En réalité, si le ciel est effectivement clair lorsqu’ils décollent de Fort Lauderdale, une tempête se déclenche soudain et les conditions de vol deviennent vite difficiles. Le lieutenant Taylor est le seul pilote expérimenté mais c’était son premier vol dans cette zone aux conditions météorologiques changeantes.

Ensuite, il n’y a jamais eu de communication avec la tour de contrôle de Fort Lauderdale. Par contre, on a intercepté une communication radio entre deux membres de l’escadrille. Taylor croyait survoler l’archipel des Keys de Floride. Malheureusement, il se trompait; son escadrille se trouvait au-dessus des Bahamas. Il a sans doute tenté un amerrissage forcé…» Au cours de l’enquête, des experts affirmèrent qu’un TBM ne pourrait tenir en équilibre sur les vagues déchaînées plus d’une minute. Quant à l’hydravion Mariner envoyé à 19h27, au secours des Avenger, Kusche fait observer que, pour accroître leur autonomie, les Mariner sont littéralement bourrés d’essence, au point d’avoir été qualifiés de «citernes volantes». Un bateau marchand, le «S Gaines Mills» a observé une explosion dans le ciel ce jour-là à 19h30.
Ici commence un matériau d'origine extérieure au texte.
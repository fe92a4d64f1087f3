use glam::Vec2;
use imstack_core::{LayoutError, LayoutOptions, Orientation, Rect};
use imstack_layout::{LayoutConfig, StackLayout, DUMMY_RECT};

const HEADER: i32 = 1;
const BODY: i32 = 2;
const ROW: i32 = 3;
const LABEL: i32 = 4;
const FIELD: i32 = 5;

/// A small form: a fixed-height header, and a body row with a label and a
/// field that takes the rest of the width.
fn declare_form(layout: &mut StackLayout) -> Vec<Rect> {
    let mut answers = Vec::new();
    layout.begin();
    answers.push(
        layout
            .get_rect(HEADER, Vec2::new(80.0, 12.0), Some(&LayoutOptions::new().height(50.0)), Some("header"))
            .unwrap(),
    );
    layout
        .begin_layout_group(
            BODY,
            Orientation::Vertical,
            Some(&LayoutOptions::new().expand_width().expand_height()),
            None,
        )
        .unwrap();
    answers.push(layout.current_group_rect());
    layout
        .begin_layout_group(ROW, Orientation::Horizontal, Some(&LayoutOptions::new().expand_width()), None)
        .unwrap();
    answers.push(layout.get_rect(LABEL, Vec2::new(40.0, 16.0), None, Some("label")).unwrap());
    answers.push(
        layout
            .get_rect(FIELD, Vec2::new(0.0, 20.0), Some(&LayoutOptions::new().expand_width()), Some("field"))
            .unwrap(),
    );
    layout.end_layout_group().unwrap();
    layout.end_layout_group().unwrap();
    layout.layout().unwrap();
    answers
}

fn engine() -> StackLayout {
    StackLayout::new(0, Vec2::new(100.0, 200.0))
}

#[test]
fn test_first_frame_answers_dummy_then_real_rect() {
    let mut layout = engine();
    let first = layout.get_rect(HEADER, Vec2::ZERO, Some(&LayoutOptions::new().height(50.0)), None).unwrap();
    assert_eq!(first, DUMMY_RECT);
    assert_eq!(first.width, 1.0);
    assert_eq!(first.height, 1.0);
    layout.layout().unwrap();

    let second = layout.get_rect(HEADER, Vec2::ZERO, Some(&LayoutOptions::new().height(50.0)), None).unwrap();
    assert_eq!(second, Rect::new(0.0, 0.0, 0.0, 50.0));
}

#[test]
fn test_fixed_and_stretched_siblings() {
    let mut layout = engine();
    for _ in 0..2 {
        layout.get_rect(1, Vec2::ZERO, Some(&LayoutOptions::new().height(50.0)), None).unwrap();
        layout.get_rect(2, Vec2::ZERO, Some(&LayoutOptions::new().expand_height()), None).unwrap();
        layout.layout().unwrap();
    }
    assert_eq!(layout.find_rect(&[1]).map(|r| (r.y, r.height)), Some((0.0, 50.0)));
    assert_eq!(layout.find_rect(&[2]).map(|r| (r.y, r.height)), Some((50.0, 150.0)));
}

#[test]
fn test_form_resolves_on_second_frame() {
    let mut layout = engine();
    let first = declare_form(&mut layout);
    assert!(first.iter().all(|rect| *rect == DUMMY_RECT));

    let second = declare_form(&mut layout);
    assert_eq!(second[0], Rect::new(0.0, 0.0, 80.0, 50.0));
    assert_eq!(second[1], Rect::new(0.0, 50.0, 100.0, 150.0));
    assert_eq!(second[2], Rect::new(0.0, 50.0, 40.0, 16.0));
    assert_eq!(second[3], Rect::new(40.0, 50.0, 60.0, 20.0));
}

#[test]
fn test_answers_are_stable_across_frames() {
    let mut layout = engine();
    declare_form(&mut layout);
    let settled = declare_form(&mut layout);
    for _ in 0..5 {
        assert_eq!(declare_form(&mut layout), settled);
    }
    assert_eq!(layout.frame(), 7);
}

#[test]
fn test_pools_stop_allocating_once_warm() {
    let mut layout = engine();
    declare_form(&mut layout);
    declare_form(&mut layout);
    let warm = layout.pool_stats();
    assert_eq!(warm.entries.allocated, 6);
    assert_eq!(warm.groups.allocated, 4);

    for _ in 0..10 {
        declare_form(&mut layout);
        let stats = layout.pool_stats();
        assert_eq!(stats.entries.allocated, warm.entries.allocated);
        assert_eq!(stats.groups.allocated, warm.groups.allocated);
    }
    assert!(layout.pool_stats().entries.reused >= 30);
}

#[test]
fn test_unbalanced_group_leaves_read_tree_intact() {
    let mut layout = engine();
    declare_form(&mut layout);
    declare_form(&mut layout);
    let before = layout.snapshot();

    layout.begin();
    layout.begin_layout_group(BODY, Orientation::Vertical, None, None).unwrap();
    let err = layout.layout().unwrap_err();
    assert!(err.is_usage_error());
    assert_eq!(layout.snapshot(), before);

    let err = layout.get_rect(HEADER, Vec2::ZERO, None, None).unwrap_err();
    assert!(matches!(err, LayoutError::Poisoned(_)));
    assert_eq!(err.root_cause(), &LayoutError::UnbalancedGroups { open: 1 });

    layout.reset();
    let answers = declare_form(&mut layout);
    assert_eq!(answers[0], Rect::new(0.0, 0.0, 80.0, 50.0));
}

#[test]
fn test_end_without_begin_is_reported() {
    let mut layout = engine();
    assert_eq!(layout.end_layout_group(), Err(LayoutError::StackUnderflow));
    layout.reset();
    assert!(!layout.is_poisoned());
    declare_form(&mut layout);
}

#[test]
fn test_root_resize_reaches_answers_one_frame_later() {
    let mut layout = engine();
    declare_form(&mut layout);
    declare_form(&mut layout);

    layout.set_root_size(Vec2::new(300.0, 400.0));
    let lagging = declare_form(&mut layout);
    assert_eq!(lagging[1].size(), Vec2::new(100.0, 150.0));

    let resized = declare_form(&mut layout);
    assert_eq!(resized[1], Rect::new(0.0, 50.0, 300.0, 350.0));
    assert_eq!(resized[3].width, 260.0);
    assert_eq!(layout.read_root().rect().size(), Vec2::new(300.0, 400.0));
}

#[test]
fn test_horizontal_root_from_config() {
    let config = LayoutConfig::new()
        .with_root_id(99)
        .with_root_orientation(Orientation::Horizontal)
        .with_root_size(Vec2::new(90.0, 30.0))
        .with_pool_capacity(8, 8);
    let mut layout = StackLayout::with_config(config);
    for _ in 0..2 {
        layout.get_rect(1, Vec2::ZERO, Some(&LayoutOptions::new().horizontal_stretch(1)), None).unwrap();
        layout.get_rect(2, Vec2::ZERO, Some(&LayoutOptions::new().horizontal_stretch(2)), None).unwrap();
        layout.layout().unwrap();
    }
    assert_eq!(layout.read_root().id(), 99);
    assert_eq!(layout.find_rect(&[1]), Some(Rect::new(0.0, 0.0, 30.0, 0.0)));
    assert_eq!(layout.find_rect(&[2]), Some(Rect::new(30.0, 0.0, 60.0, 0.0)));
}
// crates/imstack-layout/src/lib.rs

//! Stack-based immediate-mode layout.
//!
//! Nodes are declared every frame through [`StackLayout`]; rects are
//! answered from the tree resolved at the end of the previous frame.

pub mod config;
pub mod entry;
pub mod group;
pub mod pool;
pub mod scene;
pub mod snapshot;
pub mod stack;

pub use config::*;
pub use entry::*;
pub use group::*;
pub use pool::*;
pub use scene::*;
pub use snapshot::*;
pub use stack::*;
// crates/imstack-core/src/geometry.rs
use glam::Vec2;
use serde::{Deserialize, Serialize};
use std::fmt;

/// Border-box rectangle produced by the layout pass.
///
/// `#[repr(C)]` so a renderer can cast a slice of rects straight into a
/// vertex or instance buffer.
#[repr(C)]
#[derive(Debug, Clone, Copy, Default, PartialEq, Serialize, Deserialize, bytemuck::Pod, bytemuck::Zeroable)]
pub struct Rect {
    pub x: f32,
    pub y: f32,
    pub width: f32,
    pub height: f32,
}

impl Rect {
    pub const ZERO: Rect = Rect::new(0.0, 0.0, 0.0, 0.0);

    pub const fn new(x: f32, y: f32, width: f32, height: f32) -> Self {
        Self { x, y, width, height }
    }

    pub fn position(&self) -> Vec2 {
        Vec2::new(self.x, self.y)
    }

    pub fn size(&self) -> Vec2 {
        Vec2::new(self.width, self.height)
    }

    /// Extent along an axis.
    pub fn extent(&self, axis: Orientation) -> f32 {
        match axis {
            Orientation::Horizontal => self.width,
            Orientation::Vertical => self.height,
        }
    }
}

impl fmt::Display for Rect {
    fn fmt(&self, f: &mut fmt::Formatter<'_>) -> fmt::Result {
        write!(f, "{{{}, {}, {}, {}}}", self.x, self.y, self.width, self.height)
    }
}

/// Four-sided border or padding widths.
#[derive(Debug, Clone, Copy, Default, PartialEq, Serialize, Deserialize)]
#[serde(default)]
pub struct Insets {
    pub top: f32,
    pub right: f32,
    pub bottom: f32,
    pub left: f32,
}

impl Insets {
    pub const ZERO: Insets = Insets::new(0.0, 0.0, 0.0, 0.0);

    pub const fn new(top: f32, right: f32, bottom: f32, left: f32) -> Self {
        Self { top, right, bottom, left }
    }

    pub const fn uniform(value: f32) -> Self {
        Self::new(value, value, value, value)
    }

    pub fn horizontal(&self) -> f32 {
        self.left + self.right
    }

    pub fn vertical(&self) -> f32 {
        self.top + self.bottom
    }

    /// Sum of both sides along an axis.
    pub fn along(&self, axis: Orientation) -> f32 {
        match axis {
            Orientation::Horizontal => self.horizontal(),
            Orientation::Vertical => self.vertical(),
        }
    }

    /// The side an axis starts from (left or top).
    pub fn leading(&self, axis: Orientation) -> f32 {
        match axis {
            Orientation::Horizontal => self.left,
            Orientation::Vertical => self.top,
        }
    }

    /// Negative widths are meaningless for a box model and are clamped to zero.
    pub fn sanitized(self) -> Self {
        Self::new(
            self.top.max(0.0),
            self.right.max(0.0),
            self.bottom.max(0.0),
            self.left.max(0.0),
        )
    }
}

/// Axis along which a group stacks its children.
#[derive(Debug, Clone, Copy, PartialEq, Eq, Hash, Serialize, Deserialize)]
#[serde(rename_all = "lowercase")]
pub enum Orientation {
    Horizontal,
    Vertical,
}

impl Orientation {
    pub const BOTH: [Orientation; 2] = [Orientation::Horizontal, Orientation::Vertical];

    pub fn cross(self) -> Self {
        match self {
            Orientation::Horizontal => Orientation::Vertical,
            Orientation::Vertical => Orientation::Horizontal,
        }
    }
}

impl Default for Orientation {
    fn default() -> Self {
        Orientation::Vertical
    }
}

impl fmt::Display for Orientation {
    fn fmt(&self, f: &mut fmt::Formatter<'_>) -> fmt::Result {
        match self {
            Orientation::Horizontal => f.write_str("horizontal"),
            Orientation::Vertical => f.write_str("vertical"),
        }
    }
}

#[cfg(test)]
mod tests {
    use super::*;

    #[test]
    fn test_rect_accessors() {
        let rect = Rect::new(10.0, 20.0, 30.0, 40.0);
        assert_eq!(rect.position(), Vec2::new(10.0, 20.0));
        assert_eq!(rect.size(), Vec2::new(30.0, 40.0));
        assert_eq!(rect.extent(Orientation::Horizontal), 30.0);
        assert_eq!(rect.extent(Orientation::Vertical), 40.0);
        assert_eq!(rect.to_string(), "{10, 20, 30, 40}");
    }

    #[test]
    fn test_rect_slice_is_plain_bytes() {
        let rects = [Rect::new(1.0, 2.0, 3.0, 4.0), Rect::ZERO];
        let bytes: &[u8] = bytemuck::cast_slice(&rects);
        assert_eq!(bytes.len(), 2 * 4 * std::mem::size_of::<f32>());
        let back: &[Rect] = bytemuck::cast_slice(bytes);
        assert_eq!(back[0], rects[0]);
    }

    #[test]
    fn test_insets_along_axis() {
        let insets = Insets::new(1.0, 2.0, 3.0, 4.0);
        assert_eq!(insets.along(Orientation::Horizontal), 6.0);
        assert_eq!(insets.along(Orientation::Vertical), 4.0);
        assert_eq!(insets.leading(Orientation::Horizontal), 4.0);
        assert_eq!(insets.leading(Orientation::Vertical), 1.0);
        assert_eq!(Insets::new(-1.0, 2.0, -3.0, 0.0).sanitized(), Insets::new(0.0, 2.0, 0.0, 0.0));
    }

    #[test]
    fn test_orientation_cross() {
        assert_eq!(Orientation::Horizontal.cross(), Orientation::Vertical);
        assert_eq!(Orientation::Horizontal.to_string(), "horizontal");
    }
}
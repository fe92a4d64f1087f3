// crates/imstack-layout/src/snapshot.rs

use imstack_core::{NodeId, Orientation, Rect};
use serde::Serialize;

use crate::group::{LayoutGroup, LayoutNode};
use crate::stack::StackLayout;

#[derive(Debug, Clone, Copy, PartialEq, Eq, Serialize)]
#[serde(rename_all = "lowercase")]
pub enum NodeKind {
    Entry,
    Group,
}

/// One node of a resolved tree, flattened in pre-order.
#[derive(Debug, Clone, PartialEq, Serialize)]
pub struct NodeRecord {
    pub depth: usize,
    pub id: NodeId,
    pub kind: NodeKind,
    #[serde(skip_serializing_if = "Option::is_none")]
    pub tag: Option<String>,
    #[serde(skip_serializing_if = "Option::is_none")]
    pub orientation: Option<Orientation>,
    pub rect: Rect,
    pub children: usize,
}

/// Owned copy of a resolved tree, detached from the engine's pools.
#[derive(Debug, Clone, PartialEq, Serialize)]
pub struct LayoutSnapshot {
    pub frame: u64,
    pub nodes: Vec<NodeRecord>,
}

impl LayoutSnapshot {
    pub fn from_tree(root: &LayoutGroup, frame: u64) -> Self {
        let mut nodes = Vec::with_capacity(root.descendant_count() + 1);
        push_group(&mut nodes, root, 0);
        Self { frame, nodes }
    }

    pub fn root(&self) -> Option<&NodeRecord> {
        self.nodes.first()
    }

    /// First record with the given id, in pre-order.
    pub fn find(&self, id: NodeId) -> Option<&NodeRecord> {
        self.nodes.iter().find(|record| record.id == id)
    }

    pub fn iter(&self) -> impl Iterator<Item = &NodeRecord> {
        self.nodes.iter()
    }

    pub fn len(&self) -> usize {
        self.nodes.len()
    }

    pub fn is_empty(&self) -> bool {
        self.nodes.is_empty()
    }
}

fn push_group(nodes: &mut Vec<NodeRecord>, group: &LayoutGroup, depth: usize) {
    nodes.push(NodeRecord {
        depth,
        id: group.id(),
        kind: NodeKind::Group,
        tag: group.entry.tag().map(str::to_owned),
        orientation: Some(group.orientation),
        rect: group.rect(),
        children: group.len(),
    });
    for child in group.children() {
        match child {
            LayoutNode::Group(inner) => push_group(nodes, inner, depth + 1),
            LayoutNode::Entry(entry) => nodes.push(NodeRecord {
                depth: depth + 1,
                id: entry.id,
                kind: NodeKind::Entry,
                tag: entry.tag().map(str::to_owned),
                orientation: None,
                rect: entry.rect,
                children: 0,
            }),
        }
    }
}

impl StackLayout {
    /// Snapshot of the tree resolved by the last layout pass.
    pub fn snapshot(&self) -> LayoutSnapshot {
        LayoutSnapshot::from_tree(self.read_root(), self.frame())
    }
}

#[cfg(test)]
mod tests {
    use super::*;
    use glam::Vec2;

    #[test]
    fn test_snapshot_is_pre_order() {
        let mut layout = StackLayout::new(0, Vec2::new(100.0, 100.0));
        layout.begin_layout_group(1, Orientation::Horizontal, None, Some("toolbar")).unwrap();
        layout.get_rect(2, Vec2::new(10.0, 10.0), None, Some("button")).unwrap();
        layout.end_layout_group().unwrap();
        layout.get_rect(3, Vec2::new(5.0, 5.0), None, None).unwrap();
        layout.layout().unwrap();

        let snapshot = layout.snapshot();
        assert_eq!(snapshot.frame, 1);
        let ids: Vec<NodeId> = snapshot.iter().map(|record| record.id).collect();
        assert_eq!(ids, vec![0, 1, 2, 3]);
        let depths: Vec<usize> = snapshot.iter().map(|record| record.depth).collect();
        assert_eq!(depths, vec![0, 1, 2, 1]);

        let button = snapshot.find(2).unwrap();
        assert_eq!(button.kind, NodeKind::Entry);
        assert_eq!(button.tag.as_deref(), Some("button"));
        assert_eq!(snapshot.root().map(|root| root.children), Some(2));
    }

    #[test]
    fn test_snapshot_serializes_to_json() {
        let mut layout = StackLayout::new(0, Vec2::new(20.0, 10.0));
        layout.get_rect(4, Vec2::new(3.0, 2.0), None, None).unwrap();
        layout.layout().unwrap();

        let json = serde_json::to_value(layout.snapshot()).unwrap();
        assert_eq!(json["nodes"][0]["kind"], "group");
        assert_eq!(json["nodes"][0]["orientation"], "vertical");
        assert_eq!(json["nodes"][1]["rect"]["width"], 3.0);
        assert!(json["nodes"][1].get("tag").is_none());
    }
}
Plutôt que de regarder la vérité en face jusqu’à ce qu’elle cligne des yeux, les auteurs « initiés » osent écrire: « C’est peut-être que l’esprit humain n’est pas encore assez avancé pour comprendre les forces qui s’exercent dans le Triangle. » Celles qui s’exercent dans leurs cerveaux ne doivent pas rencontrer beaucoup d’obstacles.